Quasi-particles, with such exotic names as phonons, excitons, polarons, plasmons, and "dressed electrons," are in fact the collective expression of an astronomical number of entities that make up the solid. Out of this collectivity emerges something that appears just like a particle. It is localized in the sense that it exists within a particular small location and can move around, colliding with other excitations, bouncing off them and exchanging energy. The elementary excitation has all the attributes we associate with a particle, yet it is an expression of the whole. Thus it can never be removed from the totality.

Indeed, if one attempted to remove a polaron or a phonon from a metal, then, like Alice in Wonderland's Cheshire Cat, it would cease to exist. The elementary excitation manifests only by virtue of the totality of the system.

[F. David Peat]
Blackfoot Physics, p.299, 300




The social consequences of decolonization are, in some ways, similar to those that have appeared recently in the poorer areas of Western cities. This has been called “anomie” (the shattering of stable social relationships), and arises from rapid social change rather than from decolonization.

It gives rise to isolation of individuals, destruction of established social values and of stability, personal irresponsibility, shattered family relationships, irresponsible sexual and parental relationships, crime, juvenile delinquency, a greatly increased incidence of all social diseases (including alcoholism, use of narcotics, and neuroses), and personal isolation, loneliness, and susceptibility to mass hysterias.

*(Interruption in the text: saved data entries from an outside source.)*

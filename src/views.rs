use std::cmp::Ordering;

use serde::Serialize;

use crate::aggregate::{aggregate_all, aggregate_by, by_company, by_package};
use crate::config::PackageBands;
use crate::models::{CaptainStats, ShipmentRecord};
use crate::rates::{pct, per_unit};

pub fn top_by_volume(stats: &[CaptainStats], limit: usize) -> Vec<CaptainStats> {
    let mut rows = stats.to_vec();
    rows.sort_by(|a, b| {
        b.total_shipments
            .cmp(&a.total_shipments)
            .then_with(|| a.captain.cmp(&b.captain))
    });
    rows.truncate(limit);
    rows
}

/// Lowest success rate first; ties favour the busier captain.
pub fn worst_by_success(stats: &[CaptainStats], limit: usize) -> Vec<CaptainStats> {
    let mut rows: Vec<CaptainStats> = stats
        .iter()
        .filter(|s| s.total_shipments > 0)
        .cloned()
        .collect();
    rows.sort_by(|a, b| {
        a.success_rate
            .total_cmp(&b.success_rate)
            .then_with(|| b.total_shipments.cmp(&a.total_shipments))
            .then_with(|| a.captain.cmp(&b.captain))
    });
    rows.truncate(limit);
    rows
}

/// Captains with enough volume to matter, highest failure rate first.
pub fn highest_failure(stats: &[CaptainStats], min_shipments: u64, limit: usize) -> Vec<CaptainStats> {
    let mut rows: Vec<CaptainStats> = stats
        .iter()
        .filter(|s| s.total_shipments >= min_shipments)
        .cloned()
        .collect();
    rows.sort_by(|a, b| {
        b.failure_rate
            .total_cmp(&a.failure_rate)
            .then_with(|| a.captain.cmp(&b.captain))
    });
    rows.truncate(limit);
    rows
}

#[derive(Debug, Clone, PartialEq, Serialize)]
#[serde(rename_all = "camelCase")]
pub struct HistogramBucket {
    pub range: String,
    /// Inclusive lower edge; `None` for the open bottom bucket
    pub lower: Option<f64>,
    pub upper: Option<f64>,
    pub count: usize,
}

fn edge_label(value: f64) -> String {
    format!("{}", value)
}

/// `80-89%` for whole-number edges, `85.5-<90%` otherwise.
fn band_label(lower: f64, upper: f64) -> String {
    if lower.fract() == 0.0 && upper.fract() == 0.0 {
        format!("{}-{}%", edge_label(lower), edge_label(upper - 1.0))
    } else {
        format!("{}-<{}%", edge_label(lower), edge_label(upper))
    }
}

/// Success-rate histogram with descending lower `edges`.
///
/// With edges `[90, 80, 70]` the buckets are `90%+`, `80-89%`, `70-79%` and
/// `<70%`; each captain lands in exactly one.
pub fn success_histogram(stats: &[CaptainStats], edges: &[f64]) -> Vec<HistogramBucket> {
    let mut buckets: Vec<HistogramBucket> = Vec::with_capacity(edges.len() + 1);

    for (i, &lower) in edges.iter().enumerate() {
        let upper = if i == 0 { None } else { Some(edges[i - 1]) };
        let range = match upper {
            None => format!("{}%+", edge_label(lower)),
            Some(upper) => band_label(lower, upper),
        };
        buckets.push(HistogramBucket {
            range,
            lower: Some(lower),
            upper,
            count: 0,
        });
    }
    let bottom = edges.last().copied();
    buckets.push(HistogramBucket {
        range: bottom
            .map(|edge| format!("<{}%", edge_label(edge)))
            .unwrap_or_else(|| "all".to_string()),
        lower: None,
        upper: bottom,
        count: 0,
    });

    for s in stats {
        let index = edges
            .iter()
            .position(|&lower| s.success_rate >= lower)
            .unwrap_or(edges.len());
        buckets[index].count += 1;
    }

    buckets
}

#[derive(Debug, Clone, Copy, Default, PartialEq, Eq, Serialize)]
#[serde(rename_all = "camelCase")]
pub struct RosterTiers {
    pub top_performers: usize,
    pub good_performers: usize,
    pub needs_training: usize,
    pub inactive: usize,
}

/// Headline counts for the roster: >=90, 80-90, <80 and no shipments.
pub fn roster_tiers(stats: &[CaptainStats]) -> RosterTiers {
    stats.iter().fold(RosterTiers::default(), |mut tiers, s| {
        if s.success_rate >= 90.0 {
            tiers.top_performers += 1;
        } else if s.success_rate >= 80.0 {
            tiers.good_performers += 1;
        } else {
            tiers.needs_training += 1;
        }
        if s.total_shipments == 0 {
            tiers.inactive += 1;
        }
        tiers
    })
}

#[derive(Debug, Clone, PartialEq, Serialize)]
#[serde(rename_all = "camelCase")]
pub struct CompanyShare {
    pub company: String,
    pub shipments: u64,
    /// Percent of the shipments in `records`
    pub share: f64,
}

/// Shipments per company, largest first.
pub fn company_share(records: &[ShipmentRecord]) -> Vec<CompanyShare> {
    let total = aggregate_all(records).shipments;

    let mut rows: Vec<CompanyShare> = aggregate_by(records, by_company)
        .into_iter()
        .map(|(company, agg)| CompanyShare {
            company,
            shipments: agg.shipments,
            share: pct(agg.shipments, total),
        })
        .collect();

    rows.sort_by(|a, b| {
        b.shipments
            .cmp(&a.shipments)
            .then_with(|| a.company.cmp(&b.company))
    });
    rows
}

#[derive(Debug, Clone, Copy, PartialEq, Eq, Serialize)]
pub enum PerformanceBand {
    Excellent,
    Good,
    NeedsImprovement,
}

impl PerformanceBand {
    pub fn classify(success_rate: f64, bands: &PackageBands) -> Self {
        if success_rate >= bands.excellent_from {
            PerformanceBand::Excellent
        } else if success_rate >= bands.good_from {
            PerformanceBand::Good
        } else {
            PerformanceBand::NeedsImprovement
        }
    }

    pub fn as_str(&self) -> &'static str {
        match self {
            PerformanceBand::Excellent => "Excellent",
            PerformanceBand::Good => "Good",
            PerformanceBand::NeedsImprovement => "Needs Improvement",
        }
    }
}

#[derive(Debug, Clone, PartialEq, Serialize)]
#[serde(rename_all = "camelCase")]
pub struct PackagePerformance {
    pub package_code: String,
    pub shipments: u64,
    pub delivered: u64,
    pub failed: u64,
    pub success_rate: f64,
    pub failure_rate: f64,
    pub cost_per_delivered: f64,
    pub band: PerformanceBand,
}

/// Per-package delivery table, busiest package first.
pub fn package_performance(records: &[ShipmentRecord], bands: &PackageBands) -> Vec<PackagePerformance> {
    let mut rows: Vec<PackagePerformance> = aggregate_by(records, by_package)
        .into_iter()
        .map(|(package_code, agg)| {
            let success_rate = pct(agg.delivered, agg.shipments);
            PackagePerformance {
                package_code,
                shipments: agg.shipments,
                delivered: agg.delivered,
                failed: agg.failed,
                success_rate,
                failure_rate: pct(agg.failed, agg.shipments),
                cost_per_delivered: per_unit(agg.total_cost, agg.delivered),
                band: PerformanceBand::classify(success_rate, bands),
            }
        })
        .collect();

    rows.sort_by(|a, b| match b.shipments.cmp(&a.shipments) {
        Ordering::Equal => a.package_code.cmp(&b.package_code),
        other => other,
    });
    rows
}

#[derive(Debug, Clone, Copy, Default, PartialEq, Serialize)]
#[serde(rename_all = "camelCase")]
pub struct OverallAverage {
    pub success_rate: f64,
    pub failure_rate: f64,
    pub avg_shipments_per_record: f64,
}

pub fn overall_average(records: &[ShipmentRecord]) -> OverallAverage {
    let total = aggregate_all(records);
    OverallAverage {
        success_rate: pct(total.delivered, total.shipments),
        failure_rate: pct(total.failed, total.shipments),
        avg_shipments_per_record: per_unit(total.shipments as f64, total.record_count as u64),
    }
}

The crowding of large numbers of recently detribalized individuals into rapidly growing African cities has shown these consequences, as, indeed, they have been shown in many American cities, such as New York or Chicago, where recently deruralized peoples are exposed to somewhat similar conditions of anomie.

[...] one of the most obvious problems brought to Africa by European influence has been the detachment of atomized individuals from the social nexus, based on blood and marriage, that previously guided their lives and determined their systems of values and obligations.